“The prayer of a righteous person has great power as it is working. Elijah was a man with a nature like ours, and he prayed fervently that it might not rain, and for three years and six months it did not rain on the earth. Then he prayed again, and heaven gave rain, and the earth bore its fruit.” (James 5:16b-18)

James speaks of prayer as he draws near to the end of his epistle.  In this time of pandemic and social unrest many are praying for healing and relief both believers and nonbelievers alike. The latter, however, do not know the God who has revealed Himself in Jesus. They may pray to whatever god they may imagine, but they trust in science to solve the COVID crisis and even climate change. Not that science is bad or evil in itself, but prayer is a primary source of God’s help and comfort as well as the best means for drawing close to Him. People should be praying to God for strength to endure and persevere through all such adversity and crises.

In prayer we communicate with God. We tell Him our needs, secrets, fears, doubts, wants, desires and struggles. In prayer we strive to understand His will and increase our faith and trust in Him. We also pray for blessings and healing for our brethren. We pray for all others too that they would come to faith in Jesus and so be spared a fate worse than COVID-19: eternity separated from God in hell. 

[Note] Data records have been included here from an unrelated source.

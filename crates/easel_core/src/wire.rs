//! Compact full-state wire encoding.
//!
//! A snapshot travels as `host:port:name%version%path1%path2%...`: the board
//! id, the version, and the ordered paths. The string is split on `%` at most
//! twice, so the third field is the whole paths blob; individual paths are
//! then split on `%` again, which is unambiguous because `%` is rejected in
//! board names and path tokens at construction (see [`crate::id`]).

use serde::{Deserialize, Serialize};

use crate::id::{BoardId, IdError, PathToken};

/// Errors from decoding a snapshot string.
#[derive(Debug, Clone, PartialEq, Eq, thiserror::Error)]
pub enum WireError {
    /// The input did not have the `id%version%paths` shape.
    #[error("malformed snapshot: {0}")]
    Malformed(String),

    /// The embedded board id or a path token was invalid.
    #[error("invalid field in snapshot: {0}")]
    BadField(#[from] IdError),

    /// The version field was not a number.
    #[error("invalid version in snapshot: {0}")]
    BadVersion(String),
}

/// Full state of a board: id, version, and the ordered path sequence.
///
/// `decode(encode(s)) == s` for every snapshot, which is what lets a viewer
/// reconstruct a board exactly from one transfer.
#[derive(Debug, Clone, PartialEq, Eq, Serialize, Deserialize)]
pub struct BoardSnapshot {
    pub id: BoardId,
    pub version: u64,
    pub paths: Vec<PathToken>,
}

impl BoardSnapshot {
    /// Encode as `id%version%paths`. A board with no paths encodes with an
    /// empty third field (`id%version%`).
    pub fn encode(&self) -> String {
        let paths = self
            .paths
            .iter()
            .map(PathToken::as_str)
            .collect::<Vec<_>>()
            .join("%");
        format!("{}%{}%{}", self.id, self.version, paths)
    }

    /// Decode a string produced by [`encode`](Self::encode).
    pub fn decode(s: &str) -> Result<Self, WireError> {
        let mut parts = s.splitn(3, '%');
        let id = parts
            .next()
            .ok_or_else(|| WireError::Malformed(s.to_string()))?;
        let version = parts
            .next()
            .ok_or_else(|| WireError::Malformed(s.to_string()))?;
        let paths = parts
            .next()
            .ok_or_else(|| WireError::Malformed(s.to_string()))?;

        let id: BoardId = id.parse()?;
        let version: u64 = version
            .parse()
            .map_err(|_| WireError::BadVersion(s.to_string()))?;
        let paths = if paths.is_empty() {
            Vec::new()
        } else {
            paths
                .split('%')
                .map(PathToken::new)
                .collect::<Result<Vec<_>, _>>()?
        };

        Ok(Self { id, version, paths })
    }
}

// ---------------------------------------------------------------------------
// Tests
// ---------------------------------------------------------------------------

#[cfg(test)]
mod tests {
    use super::*;

    fn snapshot(id: &str, version: u64, paths: &[&str]) -> BoardSnapshot {
        BoardSnapshot {
            id: id.parse().unwrap(),
            version,
            paths: paths.iter().map(|p| PathToken::new(*p).unwrap()).collect(),
        }
    }

    #[test]
    fn encode_decode_round_trip() {
        let snap = snapshot("peerX:3171:board100", 2, &["p1", "p2"]);
        let encoded = snap.encode();
        assert_eq!(encoded, "peerX:3171:board100%2%p1%p2");
        assert_eq!(BoardSnapshot::decode(&encoded).unwrap(), snap);
    }

    #[test]
    fn empty_board_round_trip() {
        let snap = snapshot("peerX:3171:empty", 0, &[]);
        let encoded = snap.encode();
        assert_eq!(encoded, "peerX:3171:empty%0%");
        assert_eq!(BoardSnapshot::decode(&encoded).unwrap(), snap);
    }

    #[test]
    fn board_name_with_colons_round_trips() {
        let snap = snapshot("h:1:a:b:c", 7, &["x", "y", "z"]);
        assert_eq!(BoardSnapshot::decode(&snap.encode()).unwrap(), snap);
    }

    #[test]
    fn decode_rejects_malformed_input() {
        // Too few '%' fields.
        assert!(matches!(
            BoardSnapshot::decode("h:1:b%3"),
            Err(WireError::Malformed(_))
        ));
        // Version is not numeric.
        assert!(matches!(
            BoardSnapshot::decode("h:1:b%x%p1"),
            Err(WireError::BadVersion(_))
        ));
        // Bad board id.
        assert!(matches!(
            BoardSnapshot::decode("noport%1%p1"),
            Err(WireError::BadField(_))
        ));
    }

    #[test]
    fn decode_preserves_path_order() {
        let decoded = BoardSnapshot::decode("h:1:b%3%c%a%b").unwrap();
        let order: Vec<&str> = decoded.paths.iter().map(PathToken::as_str).collect();
        assert_eq!(order, vec!["c", "a", "b"]);
    }

    #[test]
    fn serde_round_trip_matches_text_round_trip() {
        let snap = snapshot("peerX:3171:board100", 4, &["p1", "p2", "p3"]);
        let json = serde_json::to_string(&snap).unwrap();
        let back: BoardSnapshot = serde_json::from_str(&json).unwrap();
        assert_eq!(back, snap);
        assert_eq!(back.encode(), snap.encode());
    }
}
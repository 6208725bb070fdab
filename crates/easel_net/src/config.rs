//! Network configuration for an easel peer.

use std::net::SocketAddr;
use std::path::Path;
use std::time::Duration;

use serde::{Deserialize, Serialize};

/// Configuration for the easel networking layer.
#[derive(Debug, Clone, Serialize, Deserialize)]
pub struct NetConfig {
    /// Address to listen on for incoming WebSocket connections from viewers.
    /// Port 0 binds an ephemeral port; the advertised board ids use the
    /// actually bound port.
    #[serde(with = "socket_addr_serde")]
    pub listen_addr: SocketAddr,

    /// `host:port` of the directory server, or `None` to run standalone
    /// (boards can still be created and edited, just not advertised).
    pub directory_addr: Option<String>,

    /// Externally dialable `host:port` to advertise in board ids. Needed
    /// when listening on a wildcard address or behind NAT, where the bound
    /// address is not what other peers should dial. `None` advertises the
    /// bound address.
    #[serde(default)]
    pub advertised_addr: Option<String>,

    /// Timeout for establishing a new peer connection.
    #[serde(with = "duration_serde")]
    pub connect_timeout: Duration,

    /// Upper bound on the graceful shutdown sequence (listener
    /// notifications, directory retractions, connection close).
    #[serde(with = "duration_serde")]
    pub shutdown_timeout: Duration,
}

impl Default for NetConfig {
    fn default() -> Self {
        Self {
            listen_addr: "0.0.0.0:3171".parse().expect("valid default listen address"),
            directory_addr: None,
            advertised_addr: None,
            connect_timeout: Duration::from_secs(10),
            shutdown_timeout: Duration::from_secs(5),
        }
    }
}

impl NetConfig {
    /// Save the config to a JSON file.
    pub fn save_to_file(&self, path: &Path) -> Result<(), String> {
        if let Some(parent) = path.parent() {
            std::fs::create_dir_all(parent)
                .map_err(|e| format!("Failed to create directory: {e}"))?;
        }
        let json = serde_json::to_string_pretty(self)
            .map_err(|e| format!("Failed to serialize config: {e}"))?;
        std::fs::write(path, json).map_err(|e| format!("Failed to write config file: {e}"))
    }

    /// Load config from a JSON file, or return defaults if the file is missing.
    pub fn load_or_default(path: &Path) -> Self {
        if path.exists() {
            match std::fs::read_to_string(path) {
                Ok(data) => match serde_json::from_str::<NetConfig>(&data) {
                    Ok(config) => return config,
                    Err(e) => {
                        tracing::warn!("Corrupt config file, using defaults: {e}");
                    }
                },
                Err(e) => {
                    tracing::warn!("Cannot read config file, using defaults: {e}");
                }
            }
        }
        Self::default()
    }
}

// ---------------------------------------------------------------------------
// Serde helpers
// ---------------------------------------------------------------------------

mod socket_addr_serde {
    use serde::{Deserialize, Deserializer, Serializer};
    use std::net::SocketAddr;

    pub fn serialize<S: Serializer>(addr: &SocketAddr, s: S) -> Result<S::Ok, S::Error> {
        s.serialize_str(&addr.to_string())
    }

    pub fn deserialize<'de, D: Deserializer<'de>>(d: D) -> Result<SocketAddr, D::Error> {
        let s = String::deserialize(d)?;
        s.parse().map_err(serde::de::Error::custom)
    }
}

mod duration_serde {
    use serde::{Deserialize, Deserializer, Serializer};
    use std::time::Duration;

    pub fn serialize<S: Serializer>(dur: &Duration, s: S) -> Result<S::Ok, S::Error> {
        s.serialize_u64(dur.as_secs())
    }

    pub fn deserialize<'de, D: Deserializer<'de>>(d: D) -> Result<Duration, D::Error> {
        let secs = u64::deserialize(d)?;
        Ok(Duration::from_secs(secs))
    }
}

// ---------------------------------------------------------------------------
// Tests
// ---------------------------------------------------------------------------
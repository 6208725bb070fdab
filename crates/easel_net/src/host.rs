//! Board hosting — serves the boards this peer owns.
//!
//! The host is the single authority for its boards: every mutation request
//! from a listener is checked and applied here, under one registry lock, so
//! concurrent submissions serialize and exactly one wins per version. An
//! accepted mutation produces one acceptance envelope back to the submitter
//! plus one broadcast envelope per other listener. A stale submission gets a
//! `BoardError` naming the board; the submitter resyncs from that.

use std::collections::{HashMap, HashSet};
use std::sync::{Arc, OnceLock};

use tokio::sync::RwLock;
use tracing::{debug, info, warn};

use easel_core::{BoardId, BoardRegistry, Mutation, PeerAddr};

use crate::message::{Envelope, MessageKind, PathUpdate, VersionedRef};
use crate::router::Outbound;
use crate::transport::ConnKey;

/// Handles requests addressed to the boards this peer owns.
#[derive(Clone)]
pub struct BoardHost {
    registry: Arc<RwLock<BoardRegistry>>,
    listeners: Arc<RwLock<HashMap<BoardId, HashSet<ConnKey>>>>,
    local: Arc<OnceLock<PeerAddr>>,
}

impl BoardHost {
    pub fn new(registry: Arc<RwLock<BoardRegistry>>, local: Arc<OnceLock<PeerAddr>>) -> Self {
        Self {
            registry,
            listeners: Arc::new(RwLock::new(HashMap::new())),
            local,
        }
    }

    fn identity(&self) -> PeerAddr {
        self.local
            .get()
            .cloned()
            .unwrap_or_else(|| PeerAddr::new("0.0.0.0", 0))
    }

    /// Handle `BoardListen`: add the connection to the board's listener set.
    pub async fn on_listen(&self, from: ConnKey, board: BoardId) -> Vec<Outbound> {
        if !self.owns(&board).await {
            return self.board_error(&from, board, "Unknown board");
        }
        let mut listeners = self.listeners.write().await;
        let added = listeners.entry(board.clone()).or_default().insert(from.clone());
        if added {
            debug!("{from} now listening on {board}");
        }
        Vec::new()
    }

    /// Handle `BoardUnlisten`: drop the connection from the listener set.
    /// Unlistening a board never listened to is a no-op.
    pub async fn on_unlisten(&self, from: ConnKey, board: BoardId) -> Vec<Outbound> {
        let mut listeners = self.listeners.write().await;
        if let Some(set) = listeners.get_mut(&board) {
            set.remove(&from);
            if set.is_empty() {
                listeners.remove(&board);
            }
            debug!("{from} stopped listening on {board}");
        }
        Vec::new()
    }

    /// Handle `GetBoardData`: reply with the full board state.
    pub async fn on_get_data(&self, from: ConnKey, board: BoardId) -> Vec<Outbound> {
        let registry = self.registry.read().await;
        match registry.get(&board).filter(|b| !b.is_remote()) {
            Some(b) => vec![Outbound::new(
                from,
                Envelope::board_data(self.identity(), &b.snapshot()),
            )],
            None => self.board_error(&from, board, "Unknown board"),
        }
    }

    /// Handle `BoardPathUpdate`: apply a path add gated on its version.
    pub async fn on_path_update(&self, from: ConnKey, update: PathUpdate) -> Vec<Outbound> {
        let PathUpdate {
            board,
            version,
            path,
        } = update;
        let mutation = Mutation::AddPath(path.clone());
        match self.apply(&board, &from, &mutation, version).await {
            ApplyResult::Accepted { listeners } => {
                let mut out = vec![Outbound::new(
                    from.clone(),
                    Envelope::path_update(
                        self.identity(),
                        MessageKind::BoardPathAccepted,
                        board.clone(),
                        version,
                        path.clone(),
                    ),
                )];
                out.extend(listeners.into_iter().filter(|l| *l != from).map(|l| {
                    Outbound::new(
                        l,
                        Envelope::path_update(
                            self.identity(),
                            MessageKind::UpdateToRemote,
                            board.clone(),
                            version,
                            path.clone(),
                        ),
                    )
                }));
                out
            }
            ApplyResult::Stale { current } => self.stale_error(&from, board, version, current),
            ApplyResult::Unknown => self.board_error(&from, board, "Unknown board"),
        }
    }

    /// Handle an undo request from a listener.
    pub async fn on_undo(&self, from: ConnKey, req: VersionedRef) -> Vec<Outbound> {
        self.versioned_mutation(
            from,
            req,
            Mutation::Undo,
            MessageKind::BoardUndoAccepted,
            MessageKind::BoardUndoUpdate,
        )
        .await
    }

    /// Handle a clear request from a listener.
    pub async fn on_clear(&self, from: ConnKey, req: VersionedRef) -> Vec<Outbound> {
        self.versioned_mutation(
            from,
            req,
            Mutation::Clear,
            MessageKind::BoardClearAccepted,
            MessageKind::BoardClearUpdate,
        )
        .await
    }

    async fn versioned_mutation(
        &self,
        from: ConnKey,
        req: VersionedRef,
        mutation: Mutation,
        accepted_kind: MessageKind,
        broadcast_kind: MessageKind,
    ) -> Vec<Outbound> {
        let VersionedRef { board, version } = req;
        match self.apply(&board, &from, &mutation, version).await {
            ApplyResult::Accepted { listeners } => {
                let mut out = vec![Outbound::new(
                    from.clone(),
                    Envelope::versioned(self.identity(), accepted_kind, board.clone(), version),
                )];
                out.extend(listeners.into_iter().filter(|l| *l != from).map(|l| {
                    Outbound::new(
                        l,
                        Envelope::versioned(
                            self.identity(),
                            broadcast_kind,
                            board.clone(),
                            version,
                        ),
                    )
                }));
                out
            }
            ApplyResult::Stale { current } => self.stale_error(&from, board, version, current),
            ApplyResult::Unknown => self.board_error(&from, board, "Unknown board"),
        }
    }

    /// Mutations the owner itself makes, fanned out to each listener.
    ///
    /// Local edits do not gate on a submitted version; the owner's board is
    /// the authority. Returns the broadcast envelopes, or `None` if the
    /// board is unknown or the mutation could not apply (undo on empty).
    pub async fn apply_local(
        &self,
        board: &BoardId,
        mutation: &Mutation,
    ) -> Option<(u64, Vec<Outbound>)> {
        let submitted = {
            let mut registry = self.registry.write().await;
            let b = registry.get_mut(board).filter(|b| !b.is_remote())?;
            let submitted = b.version();
            b.try_apply(mutation, submitted).ok()?;
            submitted
        };

        let identity = self.identity();
        let kind = match mutation {
            Mutation::AddPath(_) => MessageKind::UpdateToRemote,
            Mutation::Undo => MessageKind::BoardUndoUpdate,
            Mutation::Clear => MessageKind::BoardClearUpdate,
        };
        let out = self
            .listeners_of(board)
            .await
            .into_iter()
            .map(|l| match mutation {
                Mutation::AddPath(path) => Outbound::new(
                    l,
                    Envelope::path_update(
                        identity.clone(),
                        kind,
                        board.clone(),
                        submitted,
                        path.clone(),
                    ),
                ),
                _ => Outbound::new(
                    l,
                    Envelope::versioned(identity.clone(), kind, board.clone(), submitted),
                ),
            })
            .collect();
        Some((submitted + 1, out))
    }

    /// Envelopes telling every listener a board is gone. Clears the
    /// listener set for that board.
    pub async fn deleted_notifications(&self, board: &BoardId) -> Vec<Outbound> {
        let mut listeners = self.listeners.write().await;
        let set = listeners.remove(board).unwrap_or_default();
        info!("Board {board} deleted, notifying {} listener(s)", set.len());
        set.into_iter()
            .map(|l| {
                Outbound::new(
                    l,
                    Envelope::board_ref(self.identity(), MessageKind::BoardDeleted, board.clone()),
                )
            })
            .collect()
    }

    /// Purge a disconnected peer from every listener set.
    pub async fn handle_disconnect(&self, key: &str) {
        let mut listeners = self.listeners.write().await;
        listeners.retain(|board, set| {
            if set.remove(key) {
                debug!("Purged {key} from listeners of {board}");
            }
            !set.is_empty()
        });
    }

    pub async fn listeners_of(&self, board: &BoardId) -> Vec<ConnKey> {
        self.listeners
            .read()
            .await
            .get(board)
            .map(|set| set.iter().cloned().collect())
            .unwrap_or_default()
    }

    async fn owns(&self, board: &BoardId) -> bool {
        self.registry
            .read()
            .await
            .get(board)
            .is_some_and(|b| !b.is_remote())
    }

    /// Check-and-apply under the registry write lock, then capture the
    /// listener set for fan-out.
    async fn apply(
        &self,
        board: &BoardId,
        from: &str,
        mutation: &Mutation,
        submitted: u64,
    ) -> ApplyResult {
        let applied = {
            let mut registry = self.registry.write().await;
            let Some(b) = registry.get_mut(board).filter(|b| !b.is_remote()) else {
                return ApplyResult::Unknown;
            };
            b.try_apply(mutation, submitted)
        };
        match applied {
            Ok(new_version) => {
                debug!("Applied {mutation:?} from {from} to {board}, now v{new_version}");
                ApplyResult::Accepted {
                    listeners: self.listeners_of(board).await,
                }
            }
            Err(conflict) => {
                warn!("Rejected {mutation:?} from {from} on {board}: {conflict}");
                ApplyResult::Stale {
                    current: conflict.current,
                }
            }
        }
    }

    fn board_error(&self, to: &str, board: BoardId, message: &str) -> Vec<Outbound> {
        vec![Outbound::new(
            to.to_string(),
            Envelope::error_report(self.identity(), MessageKind::BoardError, Some(board), message),
        )]
    }

    fn stale_error(&self, to: &str, board: BoardId, submitted: u64, current: u64) -> Vec<Outbound> {
        self.board_error(
            to,
            board,
            &format!("Version mismatch: submitted {submitted}, board is at {current}"),
        )
    }
}

enum ApplyResult {
    Accepted { listeners: Vec<ConnKey> },
    Stale { current: u64 },
    Unknown,
}

// ---------------------------------------------------------------------------
// Tests
// ---------------------------------------------------------------------------
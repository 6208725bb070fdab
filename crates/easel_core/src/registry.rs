//! Board registry — one peer's view of every board it knows about.

use std::collections::HashMap;

use tracing::debug;

use crate::board::Board;
use crate::id::{BoardId, PeerAddr};

/// Registry of all boards known to one peer, both locally owned and remote
/// proxies.
///
/// Each id maps to exactly one board: an insert for an id that is already
/// present is refused rather than allowed to flip a board between local and
/// remote. The registry itself is not synchronized; `easel_net` wraps it in
/// an `RwLock` and treats check-and-mutate sequences as one critical section.
#[derive(Debug, Default)]
pub struct BoardRegistry {
    boards: HashMap<BoardId, Board>,
}

impl BoardRegistry {
    pub fn new() -> Self {
        Self::default()
    }

    /// Insert a board. Returns false (and keeps the existing entry) if the
    /// id is already registered.
    pub fn insert(&mut self, board: Board) -> bool {
        let id = board.id().clone();
        if self.boards.contains_key(&id) {
            debug!("registry already holds {id}, insert ignored");
            return false;
        }
        self.boards.insert(id, board);
        true
    }

    pub fn remove(&mut self, id: &BoardId) -> Option<Board> {
        self.boards.remove(id)
    }

    pub fn get(&self, id: &BoardId) -> Option<&Board> {
        self.boards.get(id)
    }

    pub fn get_mut(&mut self, id: &BoardId) -> Option<&mut Board> {
        self.boards.get_mut(id)
    }

    pub fn contains(&self, id: &BoardId) -> bool {
        self.boards.contains_key(id)
    }

    pub fn len(&self) -> usize {
        self.boards.len()
    }

    pub fn is_empty(&self) -> bool {
        self.boards.is_empty()
    }

    /// Ids of all registered boards.
    pub fn ids(&self) -> Vec<BoardId> {
        self.boards.keys().cloned().collect()
    }

    /// Ids of the boards this peer owns.
    pub fn local_ids(&self) -> Vec<BoardId> {
        self.boards
            .values()
            .filter(|b| !b.is_remote())
            .map(|b| b.id().clone())
            .collect()
    }

    /// Remove every remote board owned by the given peer, returning the
    /// removed ids. Used when the connection to that peer is lost.
    pub fn remove_owned_by(&mut self, owner: &PeerAddr) -> Vec<BoardId> {
        let doomed: Vec<BoardId> = self
            .boards
            .values()
            .filter(|b| b.is_remote() && b.id().owner() == owner)
            .map(|b| b.id().clone())
            .collect();
        for id in &doomed {
            self.boards.remove(id);
        }
        doomed
    }
}

// ---------------------------------------------------------------------------
// Tests
// ---------------------------------------------------------------------------
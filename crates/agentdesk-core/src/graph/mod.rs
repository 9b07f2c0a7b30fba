//! Graph preparation — everything between a workflow file and the engine.
//!
//! ```text
//! <model>.yml ──► WorkflowStore ──► GraphTemplate (shared)
//!                                        │ instantiate()
//!                                        ▼
//!                                  GraphDocument (per request)
//!                                        │ resolve_placeholders
//!                                        │ inject_secrets ◄── SecretsManager
//!                                        ▼
//!                                   GraphEngine::run
//! ```

pub mod document;
pub mod engine;
pub mod inject;
pub mod loader;
pub mod placeholders;
pub mod runner;

pub use document::{GraphDocument, GraphTemplate, NodeConfig};
pub use engine::{EngineOutput, GraphEngine, NodeLog, RemoteGraphEngine};
pub use inject::{inject_secrets, InjectionOutcome, InjectionStatus};
pub use loader::{RegisterWorkflow, ValidationError, WorkflowError, WorkflowStore};
pub use runner::{ExecutionReport, GraphRunner, RunError};
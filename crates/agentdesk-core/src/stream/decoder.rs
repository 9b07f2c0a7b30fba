//! Incremental decoding of an SSE byte stream into `data:` payloads.
//!
//! Bytes arrive in arbitrary chunks. [`Utf8Decoder`] keeps an incomplete
//! multi-byte sequence between chunks, [`LineBuffer`] keeps the trailing
//! partial line, and [`SseDecoder`] combines both and yields the payload of
//! every complete `data:` line in arrival order.

/// Streaming UTF-8 decoder. Invalid sequences become U+FFFD.
#[derive(Debug, Default)]
pub struct Utf8Decoder {
    pending: Vec<u8>,
}

impl Utf8Decoder {
    pub fn new() -> Self {
        Self::default()
    }

    /// Decode as much of `pending + chunk` as possible; an incomplete
    /// trailing sequence is kept for the next call.
    pub fn decode(&mut self, chunk: &[u8]) -> String {
        self.pending.extend_from_slice(chunk);

        let mut out = String::with_capacity(self.pending.len());
        let mut rest: &[u8] = &self.pending;
        loop {
            match std::str::from_utf8(rest) {
                Ok(valid) => {
                    out.push_str(valid);
                    rest = &[];
                    break;
                }
                Err(e) => {
                    let (valid, after) = rest.split_at(e.valid_up_to());
                    out.push_str(std::str::from_utf8(valid).unwrap_or_default());
                    match e.error_len() {
                        Some(len) => {
                            out.push(char::REPLACEMENT_CHARACTER);
                            rest = &after[len..];
                        }
                        None => {
                            rest = after;
                            break;
                        }
                    }
                }
            }
        }

        let keep = rest.len();
        let start = self.pending.len() - keep;
        self.pending.drain(..start);
        out
    }

    /// Flush at end of stream; a dangling partial sequence becomes U+FFFD.
    pub fn finish(&mut self) -> String {
        if self.pending.is_empty() {
            return String::new();
        }
        let out = String::from_utf8_lossy(&self.pending).into_owned();
        self.pending.clear();
        out
    }
}

/// Splits text on `\n` / `\r\n`, holding back the trailing partial line.
#[derive(Debug, Default)]
pub struct LineBuffer {
    buffer: String,
}

impl LineBuffer {
    pub fn new() -> Self {
        Self::default()
    }

    /// Append text and return every line it completed.
    pub fn push(&mut self, text: &str) -> Vec<String> {
        self.buffer.push_str(text);

        let Some(last_newline) = self.buffer.rfind('\n') else {
            return Vec::new();
        };
        let remainder = self.buffer.split_off(last_newline + 1);
        let complete = std::mem::replace(&mut self.buffer, remainder);

        complete
            .split_terminator('\n')
            .map(|line| line.strip_suffix('\r').unwrap_or(line).to_string())
            .collect()
    }

    /// Whatever is left once the stream has ended.
    pub fn finish(&mut self) -> Option<String> {
        let rest = std::mem::take(&mut self.buffer);
        if rest.trim().is_empty() {
            None
        } else {
            Some(rest)
        }
    }
}

/// Payload of a line starting with `data:` (prefix and one leading space
/// removed). Other lines (comments, `event:`, blank separators) yield `None`.
pub fn data_payload(line: &str) -> Option<&str> {
    let payload = line.trim_end().strip_prefix("data:")?;
    let payload = payload.strip_prefix(' ').unwrap_or(payload);
    if payload.trim().is_empty() {
        None
    } else {
        Some(payload)
    }
}

/// Bytes in, `data:` payloads out.
#[derive(Debug, Default)]
pub struct SseDecoder {
    utf8: Utf8Decoder,
    lines: LineBuffer,
}

impl SseDecoder {
    pub fn new() -> Self {
        Self::default()
    }

    pub fn feed(&mut self, chunk: &[u8]) -> Vec<String> {
        let text = self.utf8.decode(chunk);
        self.lines
            .push(&text)
            .iter()
            .filter_map(|line| data_payload(line).map(str::to_string))
            .collect()
    }

    /// Flush the decoder and the trailing partial line.
    pub fn finish(&mut self) -> Vec<String> {
        let tail = self.utf8.finish();
        let mut payloads: Vec<String> = self
            .lines
            .push(&tail)
            .iter()
            .filter_map(|line| data_payload(line).map(str::to_string))
            .collect();
        if let Some(rest) = self.lines.finish() {
            payloads.extend(data_payload(&rest).map(str::to_string));
        }
        payloads
    }
}
//! Server-sent event streaming over HTTP.

pub mod client;
pub mod decoder;

pub use client::{pump_events, StreamClient, StreamState, StreamSummary};
pub use decoder::{data_payload, LineBuffer, SseDecoder, Utf8Decoder};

Prayer should our first resource in every crisis for, as James points out with His example of Elijah, it is extremely powerful more so then we may think. Science may be able to explain such things as a 3 and a half year drought but would dismiss the idea that it started and stopped because of Elijah’s prayer. But if we  pray to God through Jesus He will grant us wisdom, grace, mercy, strength, and forgiveness and maybe even a miracle.